And now he heard a little crooning song from the waters--no words, no tune that could be called a tune. It reminded him more of a baby's toneless cooing of joy, and yet it had a rhythm to it, too, and both joy and pathos in its cadence. Across the bright path of the moon's reflection he saw her come. Her head and neck were crowned and garlanded with shining weed, as if for a festival, and she stretched out her white arms to him and beckoned to him and laughed. He heard her soft, infant-like laughter.

To-night her beckoning was like a breeze to a leaf that is ready to fall. Caius ceased to think; he only acted. He threw his cap and coat and boots on the shore. The sea-child, gazing in surprise, began to recede quickly. Caius ran into the water; he projected himself toward the mermaid, and swam with all the speed of which he was capable.

The salt in his eyes at first obscured his vision. When he could look about, the sea-child had gone out of the track of the moonlight, and, taking advantage of the current, was moving rapidly out to sea.

He, too, swam with the current. He saw her curly head dark as a dog's in the water; her face was turned from him, and there was evident movement in her body. For the first time he thought he perceived that she was swimming with arms and feet as a woman must swim.

As for Caius, he made all the effort that in him lay, and as she receded past the line of the island right out into the moonlit sea, he swam madly after, reckless of the fact that his swimming power gave him no assurance of being able to return, reckless of everything except the one welcome fact that he was gaining on the sea-child. A fear oppressed him that perhaps this apparent effort of hers and her slow motion were only a ruse to lead him on--that at any moment she might dart from him or sink into her familiar depths. But this fear he did not heed as long as she remained in sight, and--yes, across the surface of the warm moonlit water he was slowly but surely gaining upon her.

On he swam, making strenuous effort at speed. He was growing exhausted with the unaccustomed exercise; he knew that his strength would not hold out much longer. He hardly knew what he hoped or dreamed would come to pass when he overtook the sea-maiden, and yet he swam for dear love, which was more to him than dear life, and, panting, he came close to her.

The sea-maid turned about, and her face flashed suddenly upon him, bright in the moonlight. She put out a glistening arm, perhaps in human feebleness to ward him off, perhaps, in the strength of some unknown means of defence, to warn him that at his peril he approached her.

Caius, reckless of everything, grasped the white wrist, and, stopping his motion, knowing he could not lie mermaid-fashion with head reared in the water, he turned on his back to float, still holding the small hand in his.
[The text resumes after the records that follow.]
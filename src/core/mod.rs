//! Core types shared across the unipm codebase.

pub mod error;

pub use error::{ErrorContext, UnipmError, user_friendly_error};
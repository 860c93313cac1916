//! Self-update engine for the unipm binary.
//!
//! The pipeline runs in stages: fetch the latest release from the feed
//! ([`release`]), compare versions ([`version`]), pick the asset for this
//! platform ([`platform`]), stream the download ([`download`]), verify its
//! SHA-256 checksum ([`verification`]), and swap the binary into place
//! crash-safely ([`installer`]). [`self_updater::SelfUpdater`] orchestrates
//! the stages and [`preferences`] persists the user's update settings.
//!
//! Failures during a check degrade to a reportable result rather than an
//! error; failures during an install either roll back or leave a recoverable
//! backup next to the binary.

pub mod download;
pub mod installer;
pub mod platform;
pub mod preferences;
pub mod release;
pub mod self_updater;
pub mod verification;
pub mod version;


pub use download::{ProgressFn, download_file};
pub use installer::{InstallOutcome, Installer, ReplaceStrategy};
pub use platform::platform_identifier;
pub use preferences::{ConfigField, PreferencesStore, UpdateConfig};
pub use release::{
    ReleaseAsset, ReleaseCache, ReleaseClient, ReleaseMetadata, find_asset_url,
    find_checksum_url,
};
pub use self_updater::{SelfUpdater, UpdateCheckResult, UpdateInfo};
pub use verification::{ChecksumVerifier, digest_matches};
pub use version::compare_versions;
//! The `detect` command: report the project's package manager.

use anyhow::Result;
use colored::Colorize;

use crate::pm::detect_package_manager;

pub async fn execute() -> Result<()> {
    let cwd = std::env::current_dir()?;
    let detection = detect_package_manager(&cwd).await;

    match detection.manager {
        Some(manager) => {
            println!(
                "{} {}",
                "Package manager:".bold(),
                manager.name().cyan().bold()
            );
            if let Some(version) = &detection.version {
                println!("{} {version}", "Version:".bold());
            }
            println!("{} {}", "Detected via:".bold(), detection.source);
            println!("{} {}", "Hint:".bold(), detection.hint.dimmed());
        }
        None => {
            println!("{}", "No package manager detected".yellow());
            println!("{}", detection.hint.dimmed());
        }
    }

    Ok(())
}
He held it, and retained his consciousness long enough to know from that time forth that the hand had actually been in his--a living, struggling hand, not cold, but warm. He felt, too, in that wonderful power which we have in extreme moments of noting detail, that the hand had a ring upon it--it was the left hand--and he thought it was a plain gold ring, but it did not occur to him to think of a wedding-ring. Then he knew that this dear hand that he had captured was working him woe, for by it he was drawn beneath the water.
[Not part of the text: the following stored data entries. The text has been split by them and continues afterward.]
//! Error handling for unipm
//!
//! The error system is built around two types:
//! - [`UnipmError`] - enumerated error types for the failure cases unipm can
//!   classify (network faults, rate limiting, unsupported platforms, checksum
//!   mismatches, install failures, invalid configuration)
//! - [`ErrorContext`] - wrapper that adds a user-friendly message and an
//!   actionable suggestion when the error reaches the CLI boundary
//!
//! No error from the self-update engine is allowed to escape as a panic or an
//! unformatted stack trace: every public entry point returns an explicit
//! success/failure value, and [`user_friendly_error`] turns whatever does
//! bubble up into a colored message with a suggestion.

use colored::Colorize;
use thiserror::Error;

/// Enumerated error types for unipm operations.
///
/// The update-related variants mirror the failure taxonomy of the self-update
/// engine. A [`UnipmError::ChecksumMismatch`] is security-relevant and always
/// fatal to the operation that produced it; [`UnipmError::RateLimited`] and
/// [`UnipmError::NoAssetForPlatform`] are expected, reportable states rather
/// than bugs.
#[derive(Error, Debug)]
pub enum UnipmError {
    /// The release feed or an asset URL could not be reached.
    #[error("Network unavailable: {reason}")]
    NetworkUnavailable {
        /// Transport-level detail (DNS, timeout, connection refused).
        reason: String,
    },

    /// The release feed responded with HTTP 403 or 429.
    #[error("Rate limited by the release server. {hint}")]
    RateLimited {
        /// Human-readable wait hint derived from the response headers.
        hint: String,
    },

    /// The running OS or CPU architecture has no supported platform token.
    #[error("Unsupported platform: {os}-{arch}")]
    UnsupportedPlatform {
        /// Operating system reported by the environment.
        os: String,
        /// CPU architecture reported by the environment.
        arch: String,
    },

    /// The latest release has no binary asset for the current platform.
    #[error("No release binary available for platform '{platform}'")]
    NoAssetForPlatform {
        /// The `{os}-{arch}` token that failed to match any asset.
        platform: String,
    },

    /// A downloaded artifact did not match its published SHA-256 digest.
    #[error("Checksum verification failed: expected {expected}, got {actual}")]
    ChecksumMismatch {
        /// Digest published in the checksum sidecar.
        expected: String,
        /// Digest computed over the downloaded file.
        actual: String,
    },

    /// The install phase failed; the previous binary was left in place.
    #[error("Failed to install update: {reason}")]
    InstallFailed {
        /// What went wrong during download, verification, or replacement.
        reason: String,
    },

    /// A configuration value failed validation.
    #[error("Invalid configuration: {reason}")]
    ConfigInvalid {
        /// Which field or key was rejected and why.
        reason: String,
    },

    /// No package manager could be detected for the current project.
    #[error("No package manager detected in this project")]
    NoPackageManager,

    /// The detected package manager's binary is not on PATH.
    #[error("Package manager '{name}' is not installed or not found in PATH")]
    PackageManagerNotFound {
        /// The binary that could not be found.
        name: String,
    },
}

/// An error paired with a suggestion, displayed at the CLI boundary.
pub struct ErrorContext {
    error: anyhow::Error,
    suggestion: Option<String>,
}

impl ErrorContext {
    /// Wrap an error with no suggestion attached.
    pub fn new(error: anyhow::Error) -> Self {
        Self {
            error,
            suggestion: None,
        }
    }

    /// Attach an actionable suggestion to the error.
    #[must_use]
    pub fn with_suggestion(mut self, suggestion: impl Into<String>) -> Self {
        self.suggestion = Some(suggestion.into());
        self
    }

    /// Print the error (and suggestion, if any) to stderr in color.
    pub fn display(&self) {
        eprintln!("{} {}", "Error:".red().bold(), self.error);
        for cause in self.error.chain().skip(1) {
            eprintln!("  {} {}", "Caused by:".dimmed(), cause);
        }
        if let Some(suggestion) = &self.suggestion {
            eprintln!("{} {}", "Hint:".yellow().bold(), suggestion);
        }
    }
}

/// Convert any error into a user-friendly [`ErrorContext`].
///
/// Known [`UnipmError`] variants get a suggestion matched to the failure;
/// everything else is displayed as-is with its cause chain.
pub fn user_friendly_error(error: anyhow::Error) -> ErrorContext {
    let suggestion = match error.downcast_ref::<UnipmError>() {
        Some(UnipmError::NetworkUnavailable { .. }) => {
            Some("Check your internet connection and try again".to_string())
        }
        Some(UnipmError::RateLimited { .. }) => {
            Some("Wait for the rate limit to reset before retrying".to_string())
        }
        Some(UnipmError::UnsupportedPlatform { .. } | UnipmError::NoAssetForPlatform { .. }) => {
            Some("You may need to build unipm from source for this platform".to_string())
        }
        Some(UnipmError::ChecksumMismatch { .. }) => Some(
            "The download may be corrupted or tampered with. Retry the update; if this persists, report it"
                .to_string(),
        ),
        Some(UnipmError::InstallFailed { .. }) => Some(
            "Check that you have write permission to the directory containing the unipm binary"
                .to_string(),
        ),
        Some(UnipmError::ConfigInvalid { .. }) => Some(
            "Valid keys are auto-check, check-interval, auto-download, show-notifications"
                .to_string(),
        ),
        Some(UnipmError::NoPackageManager) => Some(
            "Run this inside a project with a package.json, or install one of: bun, pnpm, yarn, npm"
                .to_string(),
        ),
        Some(UnipmError::PackageManagerNotFound { name }) => {
            Some(format!("Install '{name}' and make sure it is on your PATH"))
        }
        None => None,
    };

    let ctx = ErrorContext::new(error);
    match suggestion {
        Some(s) => ctx.with_suggestion(s),
        None => ctx,
    }
}

#[cfg(test)]
mod tests {
    use super::*;

    #[test]
    fn test_error_display_messages() {
        let err = UnipmError::ChecksumMismatch {
            expected: "abc".to_string(),
            actual: "def".to_string(),
        };
        assert_eq!(
            err.to_string(),
            "Checksum verification failed: expected abc, got def"
        );

        let err = UnipmError::UnsupportedPlatform {
            os: "freebsd".to_string(),
            arch: "riscv64".to_string(),
        };
        assert_eq!(err.to_string(), "Unsupported platform: freebsd-riscv64");
    }

    #[test]
    fn test_user_friendly_error_attaches_suggestion() {
        let ctx = user_friendly_error(UnipmError::NoPackageManager.into());
        assert!(ctx.suggestion.is_some());

        let ctx = user_friendly_error(anyhow::anyhow!("unclassified"));
        assert!(ctx.suggestion.is_none());
    }
}
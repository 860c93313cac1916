use crate::core::UnipmError;

/// Derive the `{os}-{arch}` platform token used to select release assets.
///
/// Supported tokens are the cross product of `{linux, darwin, windows}` and
/// `{x64, arm64}`, matching the names the release pipeline attaches to
/// assets (e.g. `unipm-linux-x64`, `unipm-darwin-arm64`).
///
/// # Errors
///
/// Returns [`UnipmError::UnsupportedPlatform`] when the running OS or CPU
/// architecture is outside the supported set. This propagates as a
/// reportable error, never a panic - "no build for this platform" is a
/// state the caller surfaces to the user.
pub fn platform_identifier() -> Result<String, UnipmError> {
    platform_token(std::env::consts::OS, std::env::consts::ARCH)
}

/// Map an OS/arch pair to a platform token. Split out from
/// [`platform_identifier`] so the mapping is testable on any host.
pub(crate) fn platform_token(os: &str, arch: &str) -> Result<String, UnipmError> {
    let os_name = match os {
        "linux" => "linux",
        "macos" => "darwin",
        "windows" => "windows",
        _ => {
            return Err(UnipmError::UnsupportedPlatform {
                os: os.to_string(),
                arch: arch.to_string(),
            });
        }
    };

    let arch_name = match arch {
        "x86_64" => "x64",
        "aarch64" => "arm64",
        _ => {
            return Err(UnipmError::UnsupportedPlatform {
                os: os.to_string(),
                arch: arch.to_string(),
            });
        }
    };

    Ok(format!("{os_name}-{arch_name}"))
}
Even then he did not let go, but, still holding the hand, struck out to regain the surface in one of those wild struggles to which inexpert swimmers resort when they feel the deep receiving them into itself.

It would have been better for him if he had let go, for in that vehement struggle he felt the evidence of the sea-maid's power. He remembered--his last thought as he lost consciousness--that with the fishy nature is sometimes given the power to stun an enemy by an electric shock. Some shock came upon him with force, as if some cold metal had struck him on the head. As his brain grew dull he heard the water gurgling over him.

How long he remained stunned he did not know. He felt the water rushing about his head again; he felt that he had been drowned, and he knew, too--in that foolish way in which the half-awakened brain knows the supposed certainties of dreams--that the white hand he had essayed to hold had grasped his beard firmly under his chin, and that thus holding his head above the surface of the water, she was towing him away to unknown regions.

Then he seemed to know nothing again; and again he opened his eyes, to find himself lying on a beach in the moonlight, and the sea-maid's face was bending over his. He saw it distinctly, all tender human solicitude written on the moonlit lineaments. As his eyes opened more her face receded. She was gone, and he gazed vacantly at the sky; then, realizing his consciousness more clearly, he sat up suddenly to see where she had gone.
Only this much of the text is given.